▼

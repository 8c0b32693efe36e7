//! Property tests for the load -> evaluate -> export pipeline.
//!
//! 1. Loading a signal file and evaluating it equals replaying the same
//!    series through the engine directly
//! 2. The trade log has one row per trade plus a header
//! 3. Comparison results are index-aligned with sequential evaluation

use chrono::NaiveDate;
use evallab_core::domain::{PriceBar, Signal};
use evallab_core::run_backtest;
use evallab_core::signals::MaCrossoverParams;
use evallab_runner::export::{export_equity_csv, export_trades_csv};
use evallab_runner::{
    compare, evaluate_signal, load_bars_from_reader, BacktestSection, SignalConfig,
};
use proptest::prelude::*;

// ── Strategies (proptest) ────────────────────────────────────────────

fn arb_rows() -> impl Strategy<Value = Vec<(f64, Signal)>> {
    let price = (0.5..500.0_f64).prop_map(|p| (p * 100.0).round() / 100.0);
    let signal = prop_oneof![Just(Signal::Buy), Just(Signal::Sell), Just(Signal::Hold)];
    prop::collection::vec((price, signal), 1..50)
}

fn day(i: usize) -> NaiveDate {
    NaiveDate::from_ymd_opt(2021, 6, 1).unwrap() + chrono::Duration::days(i as i64)
}

fn to_csv(rows: &[(f64, Signal)]) -> String {
    let mut text = String::from("date,close,signal\n");
    for (i, (close, signal)) in rows.iter().enumerate() {
        text.push_str(&format!("{},{},{}\n", day(i), close, signal.code()));
    }
    text
}

// ── Properties ───────────────────────────────────────────────────────

proptest! {
    #[test]
    fn loaded_signals_replay_like_the_engine(rows in arb_rows(), cash in 1.0..50_000.0_f64) {
        let loaded = load_bars_from_reader(to_csv(&rows).as_bytes()).unwrap();
        let backtest = BacktestSection { symbol: None, initial_cash: cash };
        let result = evaluate_signal(&SignalConfig::Precomputed, &backtest, &loaded).unwrap();

        let bars: Vec<PriceBar> = rows
            .iter()
            .enumerate()
            .map(|(i, &(close, signal))| PriceBar::new(day(i), close, signal))
            .collect();
        let direct = run_backtest(&bars, cash);

        prop_assert_eq!(&result.summary, &direct.summary);
        prop_assert_eq!(&result.trades, &direct.trades);
        prop_assert_eq!(&result.equity_curve, &direct.equity_curve);
    }

    #[test]
    fn csv_exports_have_one_row_per_record(rows in arb_rows()) {
        let loaded = load_bars_from_reader(to_csv(&rows).as_bytes()).unwrap();
        let result = evaluate_signal(
            &SignalConfig::Precomputed,
            &BacktestSection::default(),
            &loaded,
        )
        .unwrap();

        let trades = export_trades_csv(&result.trades).unwrap();
        prop_assert_eq!(trades.lines().count(), result.trades.len() + 1);
        let equity = export_equity_csv(&result.equity_curve).unwrap();
        prop_assert_eq!(equity.lines().count(), result.equity_curve.len() + 1);
    }

    #[test]
    fn comparison_is_order_preserving(rows in arb_rows(), short in 1usize..6, extra in 1usize..10) {
        let loaded = load_bars_from_reader(to_csv(&rows).as_bytes()).unwrap();
        let backtest = BacktestSection::default();
        let signals = vec![
            SignalConfig::Precomputed,
            SignalConfig::MaCrossover(MaCrossoverParams {
                short_window: short,
                long_window: short + extra,
            }),
        ];
        let cmp = compare(&signals, &backtest, &loaded).unwrap();
        for (signal, result) in signals.iter().zip(&cmp.results) {
            let sequential = evaluate_signal(signal, &backtest, &loaded).unwrap();
            prop_assert_eq!(&sequential, result);
        }
    }
}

▲

REQUIREMENT
Send back the complete listing, identical to the original in every line.

OUTPUT FOR THIS EXERCISE
repository 8c0b32693efe36e7
//! Property tests for the load -> evaluate -> export pipeline.
//!
//! 1. Loading a signal file and evaluating it equals replaying the same
//!    series through the engine directly
//! 2. The trade log has one row per trade plus a header
//! 3. Comparison results are index-aligned with sequential evaluation

use chrono::NaiveDate;
use evallab_core::domain::{PriceBar, Signal};
use evallab_core::run_backtest;
use evallab_core::signals::MaCrossoverParams;
use evallab_runner::export::{export_equity_csv, export_trades_csv};
use evallab_runner::{
    compare, evaluate_signal, load_bars_from_reader, BacktestSection, SignalConfig,
};
use proptest::prelude::*;

// ── Strategies (proptest) ────────────────────────────────────────────

fn arb_rows() -> impl Strategy<Value = Vec<(f64, Signal)>> {
    let price = (0.5..500.0_f64).prop_map(|p| (p * 100.0).round() / 100.0);
    let signal = prop_oneof![Just(Signal::Buy), Just(Signal::Sell), Just(Signal::Hold)];
    prop::collection::vec((price, signal), 1..50)
}

fn day(i: usize) -> NaiveDate {
    NaiveDate::from_ymd_opt(2021, 6, 1).unwrap() + chrono::Duration::days(i as i64)
}

fn to_csv(rows: &[(f64, Signal)]) -> String {
    let mut text = String::from("date,close,signal\n");
    for (i, (close, signal)) in rows.iter().enumerate() {
        text.push_str(&format!("{},{},{}\n", day(i), close, signal.code()));
    }
    text
}

// ── Properties ───────────────────────────────────────────────────────

proptest! {
    #[test]
    fn loaded_signals_replay_like_the_engine(rows in arb_rows(), cash in 1.0..50_000.0_f64) {
        let loaded = load_bars_from_reader(to_csv(&rows).as_bytes()).unwrap();
        let backtest = BacktestSection { symbol: None, initial_cash: cash };
        let result = evaluate_signal(&SignalConfig::Precomputed, &backtest, &loaded).unwrap();

        let bars: Vec<PriceBar> = rows
            .iter()
            .enumerate()
            .map(|(i, &(close, signal))| PriceBar::new(day(i), close, signal))
            .collect();
        let direct = run_backtest(&bars, cash);

        prop_assert_eq!(&result.summary, &direct.summary);
        prop_assert_eq!(&result.trades, &direct.trades);
        prop_assert_eq!(&result.equity_curve, &direct.equity_curve);
    }

    #[test]
    fn csv_exports_have_one_row_per_record(rows in arb_rows()) {
        let loaded = load_bars_from_reader(to_csv(&rows).as_bytes()).unwrap();
        let result = evaluate_signal(
            &SignalConfig::Precomputed,
            &BacktestSection::default(),
            &loaded,
        )
        .unwrap();

        let trades = export_trades_csv(&result.trades).unwrap();
        prop_assert_eq!(trades.lines().count(), result.trades.len() + 1);
        let equity = export_equity_csv(&result.equity_curve).unwrap();
        prop_assert_eq!(equity.lines().count(), result.equity_curve.len() + 1);
    }

    #[test]
    fn comparison_is_order_preserving(rows in arb_rows(), short in 1usize..6, extra in 1usize..10) {
        let loaded = load_bars_from_reader(to_csv(&rows).as_bytes()).unwrap();
        let backtest = BacktestSection::default();
        let signals = vec![
            SignalConfig::Precomputed,
            SignalConfig::MaCrossover(MaCrossoverParams {
                short_window: short,
                long_window: short + extra,
            }),
        ];
        let cmp = compare(&signals, &backtest, &loaded).unwrap();
        for (signal, result) in signals.iter().zip(&cmp.results) {
            let sequential = evaluate_signal(signal, &backtest, &loaded).unwrap();
            prop_assert_eq!(&sequential, result);
        }
    }
}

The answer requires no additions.